Nowhere is it written that book publishing is a democracy. Strong, imperious personalities have ruled much of it from the beginning and continue to do so, whether by charm or intimidation or both. Look at the house that Alfred built. Judith Jones, a distinguished editor who has worked at Knopf since 1957, once recalled in the trade magazine Publishers Weekly that under Alfred and Blanche, "the staff were like footballs that were tossed back and forth between them." The style of Bob Gottlieb, their successor, as Korda recalls from his own early days working under this Wunderkind when Gottlieb was editor in chief at S&S, was to choose his "loved ones" and be "a benevolent autocrat." Gottlieb himself told PW that he proposed Sonny Mehta as his successor at Knopf in part because of Mehta's "very strong individual temperament and personal distinction."
In this rather novelistic memoir, Korda is eager to have his reader know that although he joined their ranks, he also stands apart from Snyder and the rest: Born to an English mother and a Hungarian Jewish father who was one of the famous Korda brothers dominating the British film business in the years before and after the Second World War, young Michael grew up knowing movie stars and money (without, he says, knowing that he was half Jewish), and he absorbed by osmosis the "class" of his Swiss boarding school and Oxford education.
In much of the book, Korda fluidly lets himself play Nick Carraway to Snyder's Gatsby--or to other versions, like that of superagent Irving "Swifty" Lazar or novelist Jacqueline Susann. But Korda absorbed too much of the movie business at a very early age not to want to play the star in his own right. And so he also tells us about his other career--spawning bestselling commercial novels like Queenie (a fictionalized portrait of his aunt Merle Oberon) and self-help juggernauts like Power! What comes across most powerfully--to echo the title of an earlier memoir, which he devoted to his family--is that Michael Korda has led a charmed life in American book publishing. Unfortunately, not everybody who's been in the business during those same decades has been so lucky.

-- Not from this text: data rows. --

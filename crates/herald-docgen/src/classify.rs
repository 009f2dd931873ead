//! Type classification
//!
//! Pure functions over `TypeRef` plus a scope's registry: scalar vs
//! collection vs complex, and cycle-safe recursive discovery of every
//! complex type reachable from an event's properties. All traversal is
//! guarded by a per-call visited set, so self-referential and mutually
//! referential type graphs always terminate.
//!
//! The schema set produced here is keyed by **clean name**: the simple
//! type name with generic arguments resolved recursively
//! (`Envelope<Payment>` keys as `EnvelopeOfPayment`), so each generic
//! instantiation gets its own schema page instead of raw angle-bracket
//! syntax leaking into file names.

use crate::loader::TypeRegistry;
use herald_ir::{PropertyDecl, Scalar, TypeDecl, TypeDeclKind, TypeRef};
use indexmap::IndexMap;
use std::collections::{HashSet, VecDeque};

/// Generic shapes treated as sequence/set collections
const SEQUENCE_SHAPES: &[&str] = &["list", "vec", "set", "hashset", "array"];

/// Generic shapes treated as key/value maps
const MAP_SHAPES: &[&str] = &["map", "dictionary", "hashmap"];

/// Whether a type is scalar: a primitive, an enumeration, or one of the
/// well-known value types (text, decimal, date/time, duration, uuid)
pub fn is_scalar(ty: &TypeRef, registry: &TypeRegistry) -> bool {
    match ty {
        TypeRef::Scalar(_) => true,
        TypeRef::Array(_) => false,
        TypeRef::Named { qualified, args } => {
            if !args.is_empty() {
                return false;
            }
            // Enums resolve through the registry; the allow-list covers
            // value types spelled by name rather than as primitives.
            if let Some(decl) = registry.get(qualified) {
                return decl.kind == TypeDeclKind::Enum;
            }
            Scalar::parse(simple_name(qualified)).is_some()
        }
    }
}

/// Whether a type is an array or a well-known collection shape
pub fn is_collection(ty: &TypeRef) -> bool {
    match ty {
        TypeRef::Array(_) => true,
        TypeRef::Named { qualified, args } => {
            let name = simple_name(qualified).to_ascii_lowercase();
            !args.is_empty()
                && (SEQUENCE_SHAPES.contains(&name.as_str())
                    || MAP_SHAPES.contains(&name.as_str()))
        }
        TypeRef::Scalar(_) => false,
    }
}

/// Element type of a collection. For maps this is the *value* type,
/// not the key.
pub fn element_type(ty: &TypeRef) -> Option<&TypeRef> {
    match ty {
        TypeRef::Array(el) => Some(el),
        TypeRef::Named { qualified, args } if !args.is_empty() => {
            let name = simple_name(qualified).to_ascii_lowercase();
            if MAP_SHAPES.contains(&name.as_str()) {
                args.last()
            } else if SEQUENCE_SHAPES.contains(&name.as_str()) {
                args.first()
            } else {
                None
            }
        }
        _ => None,
    }
}

/// Whether a type is complex: a structured reference type that needs
/// its own schema page. Unresolvable references classify as non-complex
/// so that a partially loaded module degrades instead of failing.
pub fn is_complex(ty: &TypeRef, registry: &TypeRegistry) -> bool {
    let mut visited = HashSet::new();
    complex_decl_of(ty, registry, &mut visited).is_some()
        && !is_collection(ty)
        && matches!(ty, TypeRef::Named { .. })
}

/// Resolve the complex declaration a type reference ultimately points
/// at, looking through arrays and collection element types. A qualified
/// name re-encountered mid-traversal is treated as non-complex for that
/// call, which guarantees termination on cyclic graphs.
pub fn complex_decl_of<'r>(
    ty: &TypeRef,
    registry: &'r TypeRegistry,
    visited: &mut HashSet<String>,
) -> Option<&'r TypeDecl> {
    match ty {
        TypeRef::Scalar(_) => None,
        TypeRef::Array(el) => complex_decl_of(el, registry, visited),
        TypeRef::Named { qualified, .. } => {
            if is_collection(ty) {
                return element_type(ty).and_then(|el| complex_decl_of(el, registry, visited));
            }
            if is_scalar(ty, registry) {
                return None;
            }
            if !visited.insert(qualified.clone()) {
                return None;
            }
            registry.get(qualified)
        }
    }
}

/// Clean display name for a type reference, with generic argument names
/// resolved recursively instead of raw angle-bracket syntax
/// (`Envelope<Payment>` -> `EnvelopeOfPayment`)
pub fn clean_type_name(ty: &TypeRef) -> String {
    match ty {
        TypeRef::Scalar(s) => {
            let name = s.name();
            let mut chars = name.chars();
            match chars.next() {
                Some(first) => first.to_ascii_uppercase().to_string() + chars.as_str(),
                None => String::new(),
            }
        }
        TypeRef::Array(el) => format!("ArrayOf{}", clean_type_name(el)),
        TypeRef::Named { qualified, args } => {
            let name = simple_name(qualified);
            if args.is_empty() {
                name.to_string()
            } else {
                let inner: Vec<String> = args.iter().map(clean_type_name).collect();
                format!("{}Of{}", name, inner.join("And"))
            }
        }
    }
}

/// Collect every complex type referenced by a property list, including
/// types nested inside those types, into the accumulated set. The set
/// is keyed by clean name and owns clones of the declarations so it
/// outlives the module's resolution scope.
pub fn collect_complex_types(
    properties: &[PropertyDecl],
    registry: &TypeRegistry,
    accumulated: &mut IndexMap<String, TypeDecl>,
) {
    for property in properties {
        let mut visited = HashSet::new();
        let mut found = Vec::new();
        gather(&property.ty, registry, &mut visited, &mut found);
        for (clean, decl) in found {
            expand_complex(clean, decl, registry, accumulated);
        }
    }
}

/// Expand one complex declaration into the accumulated set under its
/// own name
pub fn collect_nested_complex_types(
    decl: &TypeDecl,
    registry: &TypeRegistry,
    accumulated: &mut IndexMap<String, TypeDecl>,
) {
    expand_complex(decl.name.clone(), decl, registry, accumulated);
}

/// Breadth-first expansion of one complex type's own structured
/// properties. A clean name already in the accumulated set is never
/// re-expanded, which is what makes the traversal cycle-safe.
fn expand_complex(
    clean: String,
    decl: &TypeDecl,
    registry: &TypeRegistry,
    accumulated: &mut IndexMap<String, TypeDecl>,
) {
    if accumulated.contains_key(&clean) {
        return;
    }
    accumulated.insert(clean, decl.clone());

    let mut queue = VecDeque::new();
    queue.push_back(decl.clone());
    while let Some(current) = queue.pop_front() {
        for property in &current.properties {
            let mut visited = HashSet::new();
            let mut found = Vec::new();
            gather(&property.ty, registry, &mut visited, &mut found);
            for (nested_clean, nested) in found {
                if !accumulated.contains_key(&nested_clean) {
                    accumulated.insert(nested_clean, nested.clone());
                    queue.push_back(nested.clone());
                }
            }
        }
    }
}

/// Gather the complex declarations directly reachable from one type
/// reference, paired with their clean names: the type itself,
/// collection elements, and generic arguments of non-collection
/// generics. Distinct instantiations of the same generic declaration
/// gather separately (`Envelope<Payment>` and `Envelope<Refund>` are
/// two schemas).
fn gather<'r>(
    ty: &TypeRef,
    registry: &'r TypeRegistry,
    visited: &mut HashSet<String>,
    out: &mut Vec<(String, &'r TypeDecl)>,
) {
    match ty {
        TypeRef::Scalar(_) => {}
        TypeRef::Array(el) => gather(el, registry, visited, out),
        TypeRef::Named { qualified, args } => {
            if is_collection(ty) {
                if let Some(el) = element_type(ty) {
                    gather(el, registry, visited, out);
                }
                return;
            }
            let clean = clean_type_name(ty);
            if !visited.insert(clean.clone()) {
                return;
            }
            if let Some(decl) = registry.get(qualified) {
                if decl.kind != TypeDeclKind::Enum {
                    out.push((clean, decl));
                }
            }
            for arg in args {
                gather(arg, registry, visited, out);
            }
        }
    }
}

fn simple_name(qualified: &str) -> &str {
    qualified.rsplit('.').next().unwrap_or(qualified)
}

#[cfg(test)]
mod tests {
    use super::*;
    use herald_ir::{Annotation, PropertyDecl};

    fn registry_with(decls: Vec<TypeDecl>) -> TypeRegistry {
        let mut reg = TypeRegistry::new();
        for d in decls {
            reg.insert(d);
        }
        reg
    }

    fn record(name: &str, ns: &str) -> TypeDecl {
        TypeDecl::new(name, ns, TypeDeclKind::Record)
    }

    #[test]
    fn test_scalars() {
        let reg = registry_with(vec![TypeDecl::new("Status", "Ns", TypeDeclKind::Enum)]);
        assert!(is_scalar(&TypeRef::Scalar(Scalar::Uuid), &reg));
        assert!(is_scalar(&TypeRef::named("Ns.Status"), &reg));
        assert!(is_scalar(&TypeRef::named("System.Guid"), &reg));
        assert!(!is_scalar(&TypeRef::named("Ns.Money"), &reg));
    }

    #[test]
    fn test_collections_and_element_types() {
        let list = TypeRef::generic("List", vec![TypeRef::named("Ns.Money")]);
        let map = TypeRef::generic(
            "Map",
            vec![TypeRef::Scalar(Scalar::String), TypeRef::named("Ns.Money")],
        );
        assert!(is_collection(&list));
        assert!(is_collection(&map));
        assert!(!is_collection(&TypeRef::named("Ns.Money")));

        // Map element is the value type, not the key
        assert_eq!(element_type(&map).unwrap().simple_name(), "Money");
        assert_eq!(element_type(&list).unwrap().simple_name(), "Money");
    }

    #[test]
    fn test_is_complex() {
        let reg = registry_with(vec![record("Money", "Ns")]);
        assert!(is_complex(&TypeRef::named("Ns.Money"), &reg));
        assert!(!is_complex(&TypeRef::Scalar(Scalar::I32), &reg));
        // Unresolvable types degrade to non-complex
        assert!(!is_complex(&TypeRef::named("Gone.Widget"), &reg));
        // Collections are reducible, not complex themselves
        let list = TypeRef::generic("List", vec![TypeRef::named("Ns.Money")]);
        assert!(!is_complex(&list, &reg));
    }

    #[test]
    fn test_clean_type_name() {
        let envelope = TypeRef::generic("Ns.Envelope", vec![TypeRef::named("Ns.Payment")]);
        assert_eq!(clean_type_name(&envelope), "EnvelopeOfPayment");

        let map = TypeRef::generic(
            "Map",
            vec![TypeRef::Scalar(Scalar::String), TypeRef::named("Ns.Money")],
        );
        assert_eq!(clean_type_name(&map), "MapOfStringAndMoney");

        let arr = TypeRef::array(TypeRef::named("Ns.Money"));
        assert_eq!(clean_type_name(&arr), "ArrayOfMoney");
    }

    #[test]
    fn test_collect_through_collections() {
        let money = record("Money", "Ns").with_property(PropertyDecl::new(
            "Amount",
            TypeRef::Scalar(Scalar::Decimal),
        ));
        let reg = registry_with(vec![money]);
        let props = vec![PropertyDecl::new(
            "Lines",
            TypeRef::generic("List", vec![TypeRef::named("Ns.Money")]),
        )];

        let mut acc = IndexMap::new();
        collect_complex_types(&props, &reg, &mut acc);
        assert_eq!(acc.len(), 1);
        assert!(acc.contains_key("Money"));
    }

    #[test]
    fn test_cyclic_graph_terminates() {
        // A references B references A
        let a = record("A", "Ns").with_property(PropertyDecl::new("B", TypeRef::named("Ns.B")));
        let b = record("B", "Ns").with_property(PropertyDecl::new("A", TypeRef::named("Ns.A")));
        let reg = registry_with(vec![a, b]);

        let props = vec![PropertyDecl::new("Root", TypeRef::named("Ns.A"))];
        let mut acc = IndexMap::new();
        collect_complex_types(&props, &reg, &mut acc);
        assert_eq!(acc.len(), 2);
        assert!(acc.contains_key("A"));
        assert!(acc.contains_key("B"));
    }

    #[test]
    fn test_self_referential_type_terminates() {
        let node =
            record("Node", "Ns").with_property(PropertyDecl::new("Parent", TypeRef::named("Ns.Node")));
        let reg = registry_with(vec![node.clone()]);

        let mut acc = IndexMap::new();
        collect_nested_complex_types(&node, &reg, &mut acc);
        assert_eq!(acc.len(), 1);
        assert!(acc.contains_key("Node"));
    }

    #[test]
    fn test_generic_instantiations_key_by_clean_name() {
        let envelope = record("Envelope", "Ns");
        let payment = record("Payment", "Ns");
        let refund = record("Refund", "Ns");
        let reg = registry_with(vec![envelope, payment, refund]);

        let props = vec![
            PropertyDecl::new(
                "Body",
                TypeRef::generic("Ns.Envelope", vec![TypeRef::named("Ns.Payment")]),
            )
            .with_annotation(Annotation::new("required")),
            PropertyDecl::new(
                "Reversal",
                TypeRef::generic("Ns.Envelope", vec![TypeRef::named("Ns.Refund")]),
            ),
        ];

        let mut acc = IndexMap::new();
        collect_complex_types(&props, &reg, &mut acc);
        // Two instantiations of the same generic are two schemas
        assert!(acc.contains_key("EnvelopeOfPayment"));
        assert!(acc.contains_key("EnvelopeOfRefund"));
        assert!(acc.contains_key("Payment"));
        assert!(acc.contains_key("Refund"));
        assert!(!acc.contains_key("Envelope"));
    }
}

A couple of times Korda pushes his charm and his luck a little too far--for this reader, anyway. A kind of disingenuousness intrudes into some stories, and what is supposed to be funny becomes rather cruel. For example, having already told us of the peculiar eccentricities of Irving Lazar, the Lysol-laced denouement to a story about Jesse Jackson's visit to the agent is gratuitous and in bad taste. And, knowing of Ronald Reagan's decline due to Alzheimer's disease, it would have been kinder if Korda had left out his anecdote involving the former President's hankering after a chocolate-chip cookie. In a book that is generally more elegant, such things are cheap shots.
Korda's forty years in publishing have witnessed tectonic shifts in the industry, some of which have pushed prominent editors to the wayside and caused others to quit. Even an editor as powerful and highly regarded as Bob Gottlieb was not immune. Gottlieb was quoted in PW as saying about his 1986 departure from Knopf, "I saw it change from a publishing business to a marketing business, and I didn't like it for me."

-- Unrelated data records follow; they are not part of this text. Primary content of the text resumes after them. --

//! Module type-table manifests
//!
//! A manifest is what a compiled contract module ships alongside its
//! binary: the full table of declared types plus the names of the
//! modules it depends on. Dependency manifests are expected co-located
//! in the same directory, named `<name>.module.json`.

use crate::decl::TypeDecl;
use serde::{Deserialize, Serialize};
use std::collections::HashSet;
use thiserror::Error;

/// The type table emitted by one contract module
#[derive(Debug, Clone, PartialEq, Serialize, Deserialize)]
#[serde(rename_all = "camelCase")]
pub struct ModuleManifest {
    /// Module root name (`Acme.Billing.Contracts`)
    pub name: String,
    /// Names of modules whose types this module references
    #[serde(default, skip_serializing_if = "Vec::is_empty")]
    pub requires: Vec<String>,
    /// All declared types
    #[serde(default, skip_serializing_if = "Vec::is_empty")]
    pub types: Vec<TypeDecl>,
    /// Module-level documentation
    #[serde(default, skip_serializing_if = "Option::is_none")]
    pub doc: Option<String>,
}

/// Errors raised by manifest validation
#[derive(Debug, Clone, PartialEq, Eq, Error)]
pub enum ManifestError {
    /// Module name is empty
    #[error("module name cannot be empty")]
    EmptyName,
    /// A type declaration has an empty name
    #[error("type with empty name in namespace '{0}'")]
    EmptyTypeName(String),
    /// Two declarations share a qualified name
    #[error("duplicate type: {0}")]
    DuplicateType(String),
}

impl ModuleManifest {
    /// Create an empty manifest
    pub fn new(name: impl Into<String>) -> Self {
        Self {
            name: name.into(),
            requires: vec![],
            types: vec![],
            doc: None,
        }
    }

    /// Declare a dependency on another module
    pub fn with_requires(mut self, module: impl Into<String>) -> Self {
        self.requires.push(module.into());
        self
    }

    /// Add a type declaration
    pub fn with_type(mut self, decl: TypeDecl) -> Self {
        self.types.push(decl);
        self
    }

    /// Set the module doc
    pub fn with_doc(mut self, doc: impl Into<String>) -> Self {
        self.doc = Some(doc.into());
        self
    }

    /// Validate the manifest structure
    pub fn validate(&self) -> Result<(), ManifestError> {
        if self.name.is_empty() {
            return Err(ManifestError::EmptyName);
        }

        let mut seen = HashSet::new();
        for decl in &self.types {
            if decl.name.is_empty() {
                return Err(ManifestError::EmptyTypeName(decl.namespace.clone()));
            }
            let qualified = decl.qualified_name();
            if !seen.insert(qualified.clone()) {
                return Err(ManifestError::DuplicateType(qualified));
            }
        }

        Ok(())
    }

    /// Parse from a JSON string
    pub fn from_json(s: &str) -> Result<Self, serde_json::Error> {
        serde_json::from_str(s)
    }

    /// Serialize to pretty-printed JSON
    pub fn to_json(&self) -> Result<String, serde_json::Error> {
        serde_json::to_string_pretty(self)
    }
}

The Gottlieb days at S&S, Korda says, taught him that enthusiasm and energy were the currency of book publishing. They still are, only, with the proliferation of more and more layers of buzz and hype, it has gotten somewhat harder to distinguish the fake from the real, even for those purveying the coinage.
Much of that buzz and hype is filtered through or amplified by television. Hand in hand with the shift in the balance of publishing power has been the tremendous growth in the electronic medium's influence on the whole process. Korda, himself no stranger to the magazine and talk shows, goes so far as to assert that "the biggest revolution in the book business has been brought about by the curious symbiosis that established itself between television's need for free talent and the need of book publishers to reach the public." And again, "television, which everybody had expected would destroy book publishing, in fact saved and reinvented it."